### TASK REQUIREMENTS
The required output is the lines below from the line containing "if not built." to the line containing "self.ef_search", inclusive, retyped exactly. No other lines belong in it.
PROVIDED RECORDS section start
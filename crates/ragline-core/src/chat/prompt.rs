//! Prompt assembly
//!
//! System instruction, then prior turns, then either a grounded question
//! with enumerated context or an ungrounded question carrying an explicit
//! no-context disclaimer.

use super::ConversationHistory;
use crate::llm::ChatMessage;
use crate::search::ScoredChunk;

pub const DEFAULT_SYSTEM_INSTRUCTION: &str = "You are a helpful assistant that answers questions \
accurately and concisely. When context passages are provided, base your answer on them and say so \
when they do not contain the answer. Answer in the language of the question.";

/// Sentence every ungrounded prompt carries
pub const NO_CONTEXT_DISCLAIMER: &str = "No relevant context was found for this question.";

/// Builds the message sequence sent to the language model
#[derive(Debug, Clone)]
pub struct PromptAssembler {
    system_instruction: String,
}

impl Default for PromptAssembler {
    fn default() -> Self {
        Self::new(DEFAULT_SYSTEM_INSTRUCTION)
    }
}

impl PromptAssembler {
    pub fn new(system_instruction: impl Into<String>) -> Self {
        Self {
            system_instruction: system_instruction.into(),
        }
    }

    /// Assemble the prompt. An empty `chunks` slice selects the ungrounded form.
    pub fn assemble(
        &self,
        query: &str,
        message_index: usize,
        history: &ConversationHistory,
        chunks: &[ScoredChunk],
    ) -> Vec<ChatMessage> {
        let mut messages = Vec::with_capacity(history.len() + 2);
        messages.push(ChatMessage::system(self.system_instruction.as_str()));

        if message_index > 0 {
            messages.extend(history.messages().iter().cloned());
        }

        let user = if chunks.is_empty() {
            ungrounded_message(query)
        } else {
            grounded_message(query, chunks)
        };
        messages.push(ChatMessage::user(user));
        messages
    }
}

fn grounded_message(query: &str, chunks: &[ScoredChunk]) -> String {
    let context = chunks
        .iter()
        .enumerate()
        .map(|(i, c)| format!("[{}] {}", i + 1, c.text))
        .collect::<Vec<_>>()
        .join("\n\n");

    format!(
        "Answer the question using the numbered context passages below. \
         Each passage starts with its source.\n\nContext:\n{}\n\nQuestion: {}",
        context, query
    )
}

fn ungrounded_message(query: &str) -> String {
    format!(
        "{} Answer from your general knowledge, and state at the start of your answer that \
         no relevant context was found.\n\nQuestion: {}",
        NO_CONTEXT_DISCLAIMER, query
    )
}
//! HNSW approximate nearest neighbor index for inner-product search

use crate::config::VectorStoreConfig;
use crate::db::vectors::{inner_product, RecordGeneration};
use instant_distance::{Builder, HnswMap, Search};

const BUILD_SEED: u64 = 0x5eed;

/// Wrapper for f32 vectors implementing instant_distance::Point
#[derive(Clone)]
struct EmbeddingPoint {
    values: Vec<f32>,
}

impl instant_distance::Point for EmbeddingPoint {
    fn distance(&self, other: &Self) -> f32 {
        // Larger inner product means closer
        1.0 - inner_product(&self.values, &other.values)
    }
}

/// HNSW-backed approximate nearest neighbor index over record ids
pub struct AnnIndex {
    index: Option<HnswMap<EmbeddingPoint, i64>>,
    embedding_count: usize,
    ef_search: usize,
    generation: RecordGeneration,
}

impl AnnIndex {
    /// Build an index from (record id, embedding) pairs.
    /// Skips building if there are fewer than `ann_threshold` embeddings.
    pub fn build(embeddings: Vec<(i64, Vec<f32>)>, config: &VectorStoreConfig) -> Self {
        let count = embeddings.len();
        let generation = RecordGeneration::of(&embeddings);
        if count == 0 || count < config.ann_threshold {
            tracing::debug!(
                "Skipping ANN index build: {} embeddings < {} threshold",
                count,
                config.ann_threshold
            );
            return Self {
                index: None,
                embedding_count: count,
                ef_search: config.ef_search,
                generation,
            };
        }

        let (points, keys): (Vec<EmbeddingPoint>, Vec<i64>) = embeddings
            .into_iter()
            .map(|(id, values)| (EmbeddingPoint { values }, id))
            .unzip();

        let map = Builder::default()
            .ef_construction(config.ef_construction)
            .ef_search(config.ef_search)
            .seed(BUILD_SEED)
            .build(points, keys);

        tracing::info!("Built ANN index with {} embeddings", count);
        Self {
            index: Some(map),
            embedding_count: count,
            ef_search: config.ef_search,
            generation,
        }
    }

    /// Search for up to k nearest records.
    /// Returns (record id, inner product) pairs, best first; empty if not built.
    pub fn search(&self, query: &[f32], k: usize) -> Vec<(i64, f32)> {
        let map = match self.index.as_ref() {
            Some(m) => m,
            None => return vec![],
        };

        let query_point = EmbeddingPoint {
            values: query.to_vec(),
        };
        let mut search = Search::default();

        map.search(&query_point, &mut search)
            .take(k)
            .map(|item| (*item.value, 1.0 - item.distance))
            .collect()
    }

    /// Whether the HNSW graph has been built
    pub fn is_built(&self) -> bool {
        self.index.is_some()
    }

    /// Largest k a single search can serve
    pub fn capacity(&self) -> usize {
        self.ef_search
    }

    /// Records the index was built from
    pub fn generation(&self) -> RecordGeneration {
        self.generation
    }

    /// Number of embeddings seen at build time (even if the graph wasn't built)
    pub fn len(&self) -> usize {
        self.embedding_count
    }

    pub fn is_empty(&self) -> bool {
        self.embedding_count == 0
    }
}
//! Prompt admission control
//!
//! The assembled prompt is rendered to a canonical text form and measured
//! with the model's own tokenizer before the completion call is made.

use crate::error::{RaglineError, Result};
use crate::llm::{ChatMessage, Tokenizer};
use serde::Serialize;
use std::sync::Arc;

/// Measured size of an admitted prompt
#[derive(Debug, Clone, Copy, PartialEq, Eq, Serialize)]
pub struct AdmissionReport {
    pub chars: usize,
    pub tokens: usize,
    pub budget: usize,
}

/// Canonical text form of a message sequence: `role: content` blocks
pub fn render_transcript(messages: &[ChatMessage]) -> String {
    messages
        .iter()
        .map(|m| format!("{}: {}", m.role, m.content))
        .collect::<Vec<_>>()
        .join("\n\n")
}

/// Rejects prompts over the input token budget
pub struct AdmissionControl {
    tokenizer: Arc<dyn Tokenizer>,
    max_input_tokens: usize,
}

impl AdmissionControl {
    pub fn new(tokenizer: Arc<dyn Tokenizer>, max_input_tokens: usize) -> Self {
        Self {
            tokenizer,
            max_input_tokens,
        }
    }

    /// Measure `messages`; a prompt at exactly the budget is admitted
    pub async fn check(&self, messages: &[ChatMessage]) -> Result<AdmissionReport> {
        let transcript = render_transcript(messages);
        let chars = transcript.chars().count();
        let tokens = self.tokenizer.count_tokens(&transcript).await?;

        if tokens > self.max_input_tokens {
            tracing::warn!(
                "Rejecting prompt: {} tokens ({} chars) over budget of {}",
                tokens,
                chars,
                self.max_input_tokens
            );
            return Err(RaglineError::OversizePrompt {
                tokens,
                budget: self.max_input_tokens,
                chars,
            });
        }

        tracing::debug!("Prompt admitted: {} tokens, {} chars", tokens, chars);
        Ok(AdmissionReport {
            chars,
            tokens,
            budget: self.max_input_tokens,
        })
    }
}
PROVIDED RECORDS section end
PROVIDED RECORDS section start
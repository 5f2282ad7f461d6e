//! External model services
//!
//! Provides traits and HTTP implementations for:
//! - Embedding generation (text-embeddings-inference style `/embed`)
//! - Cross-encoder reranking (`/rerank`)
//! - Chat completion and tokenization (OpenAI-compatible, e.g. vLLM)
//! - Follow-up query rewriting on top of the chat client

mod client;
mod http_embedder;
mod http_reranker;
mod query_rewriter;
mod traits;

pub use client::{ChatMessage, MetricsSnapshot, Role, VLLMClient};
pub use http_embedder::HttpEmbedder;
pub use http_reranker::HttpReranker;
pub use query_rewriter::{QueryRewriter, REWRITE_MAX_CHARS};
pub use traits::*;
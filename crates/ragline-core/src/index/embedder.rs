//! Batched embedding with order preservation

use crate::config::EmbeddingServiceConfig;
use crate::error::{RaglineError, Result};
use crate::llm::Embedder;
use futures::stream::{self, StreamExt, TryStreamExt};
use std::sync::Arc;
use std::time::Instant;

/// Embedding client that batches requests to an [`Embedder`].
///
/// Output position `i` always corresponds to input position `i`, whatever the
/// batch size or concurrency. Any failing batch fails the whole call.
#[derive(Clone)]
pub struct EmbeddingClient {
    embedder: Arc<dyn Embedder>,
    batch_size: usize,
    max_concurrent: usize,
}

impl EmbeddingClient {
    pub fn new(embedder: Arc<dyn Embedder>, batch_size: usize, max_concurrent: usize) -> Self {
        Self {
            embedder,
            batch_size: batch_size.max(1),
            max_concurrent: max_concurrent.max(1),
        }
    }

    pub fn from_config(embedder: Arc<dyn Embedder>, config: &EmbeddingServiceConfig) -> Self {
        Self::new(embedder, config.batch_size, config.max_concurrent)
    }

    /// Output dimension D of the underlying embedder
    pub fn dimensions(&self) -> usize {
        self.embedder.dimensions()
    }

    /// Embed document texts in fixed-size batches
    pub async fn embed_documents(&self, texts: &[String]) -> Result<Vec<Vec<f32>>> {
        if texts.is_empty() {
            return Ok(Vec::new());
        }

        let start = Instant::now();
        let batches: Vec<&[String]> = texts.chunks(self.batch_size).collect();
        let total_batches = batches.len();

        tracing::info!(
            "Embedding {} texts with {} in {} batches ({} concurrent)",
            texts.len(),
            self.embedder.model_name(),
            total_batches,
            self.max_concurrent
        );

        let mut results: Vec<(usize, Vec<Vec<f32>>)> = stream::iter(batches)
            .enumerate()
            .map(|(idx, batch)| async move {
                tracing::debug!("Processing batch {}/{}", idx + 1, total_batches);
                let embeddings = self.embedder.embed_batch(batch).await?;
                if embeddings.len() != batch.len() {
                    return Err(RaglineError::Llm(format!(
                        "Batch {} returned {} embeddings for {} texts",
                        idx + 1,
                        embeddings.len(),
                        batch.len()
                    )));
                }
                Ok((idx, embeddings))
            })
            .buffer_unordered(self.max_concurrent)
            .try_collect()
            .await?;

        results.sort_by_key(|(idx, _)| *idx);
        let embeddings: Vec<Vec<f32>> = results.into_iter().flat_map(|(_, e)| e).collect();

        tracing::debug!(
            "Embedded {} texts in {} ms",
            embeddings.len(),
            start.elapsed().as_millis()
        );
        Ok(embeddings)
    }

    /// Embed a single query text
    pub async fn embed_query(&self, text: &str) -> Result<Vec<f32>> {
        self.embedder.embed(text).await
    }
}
PROVIDED RECORDS section end
### REPLY TO THE TASK
    /// Returns (record id, inner product) pairs, best first; empty if not built.
    pub fn search(&self, query: &[f32], k: usize) -> Vec<(i64, f32)> {
        let map = match self.index.as_ref() {
            Some(m) => m,
            None => return vec![],
        };

        let query_point = EmbeddingPoint {
            values: query.to_vec(),
        };
        let mut search = Search::default();

        map.search(&query_point, &mut search)
            .take(k)
            .map(|item| (*item.value, 1.0 - item.distance))
            .collect()
    }

    /// Whether the HNSW graph has been built
    pub fn is_built(&self) -> bool {
        self.index.is_some()
    }

    /// Largest k a single search can serve
    pub fn capacity(&self) -> usize {
        self.ef_search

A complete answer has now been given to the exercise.